(TASK INPUT begins)

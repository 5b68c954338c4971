// Integer selection engine: encoding, constraints, the 0/1 solver and the
// roster/lineup problems built on top of it.

pub mod constraint;
pub mod encoder;
pub mod lineup;
pub mod preselect;
pub mod problem;
pub mod roster;
pub mod solver;

pub use lineup::{optimise_lineup, LineupProblem};
pub use preselect::{optimise_with_preselection, preselect_cheapest, worst_teams, Preselection};
pub use problem::{optimise, SelectionProblem};
pub use roster::{optimise_roster, Continuity, RosterProblem, SquadLimits};
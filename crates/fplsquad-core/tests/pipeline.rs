// End-to-end: records and history in, annotated squad out, then a second
// period with the saved squad as the prior.

use std::collections::HashSet;

use fplsquad_core::cache::{PoolCache, PoolKey};
use fplsquad_core::persist::{read_prior_roster, write_selection};
use fplsquad_core::predict::{MedianPastScore, PointsHistory, PointsRecord, PredictionMethod};
use fplsquad_core::provider::{build_pool, CandidateDataProvider, CandidateRecord};
use fplsquad_core::selection::{select_squad, Armband, ScanOptions, SelectionMethod};
use fplsquad_core::{CandidatePool, Position, Ruleset, SelectionError};

struct League {
    records: Vec<CandidateRecord>,
    injured: HashSet<u32>,
}

impl CandidateDataProvider for League {
    fn candidates(&self) -> Result<Vec<CandidateRecord>, SelectionError> {
        Ok(self.records.clone())
    }

    fn unavailable(&self, _period: u32) -> Result<HashSet<u32>, SelectionError> {
        Ok(self.injured.clone())
    }
}

struct History {
    finished_through: u32,
    points: Vec<PointsRecord>,
}

impl PointsHistory for History {
    fn is_finished(&self, period: u32) -> Result<bool, SelectionError> {
        Ok(period <= self.finished_through)
    }

    fn records(&self, periods: &[u32]) -> Result<Vec<PointsRecord>, SelectionError> {
        Ok(self
            .points
            .iter()
            .filter(|r| periods.contains(&r.gameweek))
            .copied()
            .collect())
    }
}

/// 12 teams of 2 GKP, 4 DEF, 4 MID, 3 FWD with six weeks of points.
fn league() -> (League, History) {
    let layout = [
        (Position::Goalkeeper, 2, 4.0),
        (Position::Defender, 4, 4.5),
        (Position::Midfielder, 4, 6.0),
        (Position::Forward, 3, 6.5),
    ];
    let mut records = Vec::new();
    let mut points = Vec::new();
    for team in 1..=12u32 {
        let mut slot = 0u32;
        for (position, count, base_cost) in layout {
            for _ in 0..count {
                slot += 1;
                let id = team * 100 + slot;
                let cost = base_cost + ((team + slot) % 6) as f64 * 0.5;
                records.push(CandidateRecord {
                    id,
                    team_id: team,
                    position: Some(position),
                    cost: Some(cost),
                    name: Some(format!("P{id}")),
                });
                for gw in 1..=6u32 {
                    let pts = ((id * 31 + gw * 17) % 9) as f64 + cost / 2.0;
                    points.push(PointsRecord {
                        player_id: id,
                        gameweek: gw,
                        gameweek_points: pts,
                    });
                }
            }
        }
    }
    let injured = HashSet::from([105, 210, 311]);
    (
        League { records, injured },
        History {
            finished_through: 6,
            points,
        },
    )
}

fn check_squad(roster: &CandidatePool, rules: &Ruleset) {
    assert_eq!(roster.len(), rules.squad_size);
    assert!(roster.total_cost() <= rules.budget + 1e-6);
    for pos in Position::ALL {
        assert_eq!(
            roster.position_counts().get(&pos).copied().unwrap_or(0),
            rules.quota(pos)
        );
    }
    assert!(roster.team_counts().values().all(|&n| n <= rules.team_cap));
}

#[test]
fn first_squad_then_transfers() {
    let rules = Ruleset::default();
    let (league, history) = league();
    let predictor = MedianPastScore::new(history, 5, 3);
    let cache = PoolCache::new();
    let key = PoolKey::new(7, PredictionMethod::MedianPastScore)
        .with_param("n_previous_weeks", 5)
        .with_param("min_required_weeks", 3);
    let pool = cache
        .get_or_build(&key, || build_pool(&league, &predictor, 7))
        .unwrap();
    assert!(pool.iter().all(|c| !league.injured.contains(&c.id)));

    let method = SelectionMethod::PreselectCheapest {
        players: 4,
        worst_teams: 5,
    };
    let options = ScanOptions {
        free_transfers: 1,
        max_substitutions: Some(4),
        parallel: true,
    };
    let first = select_squad(&pool, &rules, &method, None, &options).unwrap();
    check_squad(&first.squad.roster(), &rules);
    assert_eq!(first.squad.starters().count(), rules.lineup_size);
    assert!(first.squad.captain().is_some());
    assert!(first.squad.vice_captain().is_some());
    assert_eq!(first.squad.entries[0].armband, Some(Armband::Captain));

    let mut saved = Vec::new();
    write_selection(&mut saved, &first.squad).unwrap();
    let prior = read_prior_roster(saved.as_slice()).unwrap();
    assert_eq!(prior.ids(), first.squad.roster().ids());

    let next = select_squad(&pool, &rules, &method, Some(&prior), &options).unwrap();
    let decision = next.decision.as_ref().unwrap();
    assert!((1..=4).contains(&decision.substitutions));
    assert_eq!(decision.evaluations.len(), 4);
    let roster = next.squad.roster();
    check_squad(&roster, &rules);
    let kept = roster.ids().intersection(&prior.ids()).count();
    assert!(kept >= rules.squad_size - decision.substitutions);
    let transfers = next.squad.transfers.unwrap();
    assert_eq!(transfers, rules.squad_size - kept);
    let best = decision
        .evaluations
        .iter()
        .filter_map(|e| e.score())
        .fold(f64::NEG_INFINITY, f64::max);
    assert!((next.total_score() - best).abs() < 1e-9);
}

#[test]
fn naive_and_preselect_both_respect_rules() {
    let rules = Ruleset::default();
    let (league, history) = league();
    let predictor = MedianPastScore::new(history, 4, 2);
    let pool = build_pool(&league, &predictor, 7).unwrap();
    for method in [
        SelectionMethod::Naive,
        SelectionMethod::parse("preselect_cheapest_players", 3, 4).unwrap(),
    ] {
        let selection = select_squad(&pool, &rules, &method, None, &ScanOptions::default()).unwrap();
        check_squad(&selection.squad.roster(), &rules);
    }
}

#[test]
fn unfinished_history_stops_the_run() {
    let (league, history) = league();
    let predictor = MedianPastScore::new(history, 5, 3);
    let err = build_pool(&league, &predictor, 9).unwrap_err();
    assert!(matches!(err, SelectionError::DataPrecondition(_)));
}
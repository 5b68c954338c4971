// Score prediction: the predictor interface and the historical median
// predictor.

use std::collections::{BTreeMap, HashMap};
use std::fmt;

use serde::{Deserialize, Serialize};
use tracing::debug;

use crate::error::{Result, SelectionError};

/// Produces a predicted score per candidate id for an upcoming period.
pub trait ScorePredictor {
    fn predict_scores(&self, period: u32) -> Result<HashMap<u32, f64>>;
}

/// Identifiers of the prediction methods that can be configured.
#[derive(Debug, Clone, Copy, PartialEq, Eq, Hash)]
pub enum PredictionMethod {
    MedianPastScore,
}

impl PredictionMethod {
    pub const KNOWN: [&'static str; 1] = ["median_past_score"];

    pub fn parse(id: &str) -> Result<Self> {
        match id.trim() {
            "median_past_score" => Ok(PredictionMethod::MedianPastScore),
            other => Err(SelectionError::config(
                "prediction.method",
                format!(
                    "unknown prediction method `{other}`, must be one of {}",
                    Self::KNOWN.join(", ")
                ),
            )),
        }
    }

    pub fn id(&self) -> &'static str {
        match self {
            PredictionMethod::MedianPastScore => "median_past_score",
        }
    }
}

impl fmt::Display for PredictionMethod {
    fn fmt(&self, f: &mut fmt::Formatter<'_>) -> fmt::Result {
        f.write_str(self.id())
    }
}

/// Points one player scored in one finished period.
#[derive(Debug, Clone, Copy, PartialEq, Serialize, Deserialize)]
pub struct PointsRecord {
    pub player_id: u32,
    pub gameweek: u32,
    pub gameweek_points: f64,
}

/// Past results a predictor learns from.
pub trait PointsHistory {
    /// Whether `period` has been played and its points are final.
    fn is_finished(&self, period: u32) -> Result<bool>;

    /// Every record whose gameweek lies in `periods`.
    fn records(&self, periods: &[u32]) -> Result<Vec<PointsRecord>>;
}

/// Predicts a player's next score as the median of their recent scores.
#[derive(Debug, Clone)]
pub struct MedianPastScore<H> {
    history: H,
    n_previous_weeks: u32,
    min_required_weeks: usize,
}

impl<H: PointsHistory> MedianPastScore<H> {
    pub fn new(history: H, n_previous_weeks: u32, min_required_weeks: usize) -> Self {
        Self {
            history,
            n_previous_weeks,
            min_required_weeks,
        }
    }

    /// Periods looked back at when predicting `period`.
    pub fn window(&self, period: u32) -> Vec<u32> {
        let start = period.saturating_sub(self.n_previous_weeks).max(1);
        (start..period).collect()
    }
}

impl<H: PointsHistory> ScorePredictor for MedianPastScore<H> {
    fn predict_scores(&self, period: u32) -> Result<HashMap<u32, f64>> {
        let window = self.window(period);
        if window.is_empty() {
            return Err(SelectionError::DataPrecondition(format!(
                "no past periods to predict period {period} from"
            )));
        }
        for &p in &window {
            if !self.history.is_finished(p)? {
                return Err(SelectionError::DataPrecondition(format!(
                    "period {p} is not finished, cannot predict period {period}"
                )));
            }
        }

        let mut by_player: BTreeMap<u32, Vec<f64>> = BTreeMap::new();
        for record in self.history.records(&window)? {
            by_player
                .entry(record.player_id)
                .or_default()
                .push(record.gameweek_points);
        }

        let predictions: HashMap<u32, f64> = by_player
            .into_iter()
            .filter(|(_, points)| points.len() > self.min_required_weeks)
            .map(|(id, mut points)| (id, median(&mut points)))
            .collect();
        debug!(
            period,
            window = window.len(),
            players = predictions.len(),
            "median scores predicted"
        );
        Ok(predictions)
    }
}

/// Median of a non-empty slice; mean of the middle two for even lengths.
fn median(values: &mut [f64]) -> f64 {
    values.sort_by(|a, b| a.total_cmp(b));
    let mid = values.len() / 2;
    if values.len() % 2 == 0 {
        (values[mid - 1] + values[mid]) / 2.0
    } else {
        values[mid]
    }
}
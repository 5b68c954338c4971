// One-hot encoding of a categorical candidate attribute (position, team).

use std::fmt::Display;

use crate::error::{Result, SelectionError};

/// Distinct categories plus an `n × k` 0/1 membership matrix with exactly
/// one 1 per row.
#[derive(Debug, Clone, PartialEq)]
pub struct OneHotEncoding<T> {
    pub categories: Vec<T>,
    pub matrix: Vec<Vec<f64>>,
}

impl<T: Ord + Clone + Display> OneHotEncoding<T> {
    /// Encode `values`, taking the categories from the values themselves
    /// (sorted, deduplicated).
    pub fn fit(values: &[T]) -> Self {
        let mut order: Vec<usize> = (0..values.len()).collect();
        order.sort_by(|&a, &b| values[a].cmp(&values[b]));
        let mut categories: Vec<T> = Vec::new();
        let mut cols = vec![0; values.len()];
        for i in order {
            if categories.last() != Some(&values[i]) {
                categories.push(values[i].clone());
            }
            cols[i] = categories.len() - 1;
        }
        let matrix = cols
            .into_iter()
            .map(|col| one_hot_row(categories.len(), col))
            .collect();
        Self { categories, matrix }
    }

    /// Encode `values` against a fixed category universe. Categories with no
    /// members still get a column, so constraints on them are kept.
    pub fn fit_with(values: &[T], categories: &[T]) -> Result<Self> {
        let matrix = values
            .iter()
            .map(|v| {
                categories
                    .iter()
                    .position(|c| c == v)
                    .map(|col| one_hot_row(categories.len(), col))
                    .ok_or_else(|| {
                        SelectionError::config("encoder", format!("unknown category `{v}`"))
                    })
            })
            .collect::<Result<Vec<_>>>()?;
        Ok(Self {
            categories: categories.to_vec(),
            matrix,
        })
    }
}

impl<T> OneHotEncoding<T> {
    /// One row per category, one column per candidate.
    pub fn transposed(&self) -> Vec<Vec<f64>> {
        let n = self.matrix.len();
        (0..self.categories.len())
            .map(|col| (0..n).map(|row| self.matrix[row][col]).collect())
            .collect()
    }
}

fn one_hot_row(width: usize, col: usize) -> Vec<f64> {
    let mut row = vec![0.0; width];
    row[col] = 1.0;
    row
}
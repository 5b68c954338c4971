// Error taxonomy shared by every selection component.

use std::fmt;

use thiserror::Error;

/// Which kind of selection problem a solve was working on.
#[derive(Debug, Clone, Copy, PartialEq, Eq, Hash)]
pub enum ProblemKind {
    Roster,
    Lineup,
}

impl fmt::Display for ProblemKind {
    fn fmt(&self, f: &mut fmt::Formatter<'_>) -> fmt::Result {
        match self {
            ProblemKind::Roster => write!(f, "roster"),
            ProblemKind::Lineup => write!(f, "lineup"),
        }
    }
}

#[derive(Debug, Error)]
pub enum SelectionError {
    /// No 0/1 assignment satisfies the constraints handed to the solver.
    #[error("no feasible {kind} selection: {reason}")]
    Infeasible { kind: ProblemKind, reason: String },

    #[error("configuration error for `{field}`: {message}")]
    Configuration { field: String, message: String },

    #[error("data precondition failed: {0}")]
    DataPrecondition(String),

    /// The solver backend failed for a reason other than infeasibility.
    #[error("solver failure: {0}")]
    Solver(String),
}

impl SelectionError {
    pub(crate) fn config(field: impl Into<String>, message: impl Into<String>) -> Self {
        SelectionError::Configuration {
            field: field.into(),
            message: message.into(),
        }
    }

    pub fn is_infeasible(&self) -> bool {
        matches!(self, SelectionError::Infeasible { .. })
    }
}

pub type Result<T> = std::result::Result<T, SelectionError>;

(TASK INPUT ends)

*TASK BRIEF*. Please copy only the lines between the first line of the entries and the line with "filename crates/fplsquad-core/tests/pipeline.rs", keeping those two end lines as well, exactly as written.

*FINISHED EXERCISE*.
repository 5b68c954338c4971
// Integer selection engine: encoding, constraints, the 0/1 solver and the
// roster/lineup problems built on top of it.

pub mod constraint;
pub mod encoder;
pub mod lineup;
pub mod preselect;
pub mod problem;
pub mod roster;
pub mod solver;

pub use lineup::{optimise_lineup, LineupProblem};
pub use preselect::{optimise_with_preselection, preselect_cheapest, worst_teams, Preselection};
pub use problem::{optimise, SelectionProblem};
pub use roster::{optimise_roster, Continuity, RosterProblem, SquadLimits};
filename crates/fplsquad-core/tests/pipeline.rs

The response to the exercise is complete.